■ **Assignment**:
The expected response is a copy of every line in the entries below that includes the word "entry".

■ **Saved data entries**:

- - -

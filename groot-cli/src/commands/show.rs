use anyhow::{Context, Result};
use colored::Colorize;
use groot_core::{render, CommitDiff, FileChange, SegmentKind};
use std::path::PathBuf;

pub fn run(commit_hash: Option<String>, repo: Option<PathBuf>) -> Result<()> {
    let repo = super::open_repo(repo)?;

    let hash = match commit_hash.or_else(|| repo.current_head()) {
        Some(hash) => hash,
        None => {
            println!("{}", "No commits yet".yellow());
            return Ok(());
        }
    };

    let commit = repo
        .get_commit(&hash)
        .with_context(|| format!("Failed to read commit {}", hash))?;

    println!("{} {}", "Commit:".yellow().bold(), hash.yellow());
    println!("{} {}", "Message:".bold(), commit.message);
    println!();

    let files = match repo.diff_against_parent(&commit)? {
        CommitDiff::FirstCommit => {
            for entry in &commit.files {
                println!("{} {}", "File:".bold(), entry.path.white().bold());
            }
            println!();
            println!("{}", "First commit".cyan());
            return Ok(());
        }
        CommitDiff::Files(files) => files,
    };

    println!("Changes in this commit are:");
    println!();

    for file in files {
        println!("{}", "━".repeat(80).bright_black());
        println!("{} {}", "File:".bold(), file.path.white().bold());

        match &file.change {
            FileChange::NewFile => {
                println!("{}", "New file in this commit".green());
            }
            FileChange::Binary => {
                println!("  {}", "[Binary file changed]".dimmed());
            }
            FileChange::Modified(segments) => {
                let stats = file.change.stats();
                println!(
                    "{} {} {}",
                    "Diff:".bold(),
                    format!("+{}", stats.added).green(),
                    format!("-{}", stats.removed).red()
                );
                for line in render(segments) {
                    let text = line.to_string();
                    match line.kind {
                        SegmentKind::Added => println!("{}", text.green()),
                        SegmentKind::Removed => println!("{}", text.red()),
                        SegmentKind::Unchanged => println!("{}", text.dimmed()),
                    }
                }
            }
        }
        println!();
    }

    Ok(())
}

- - -

■ **Answer**:
            for entry in &commit.files {
                println!("{} {}", "File:".bold(), entry.path.white().bold());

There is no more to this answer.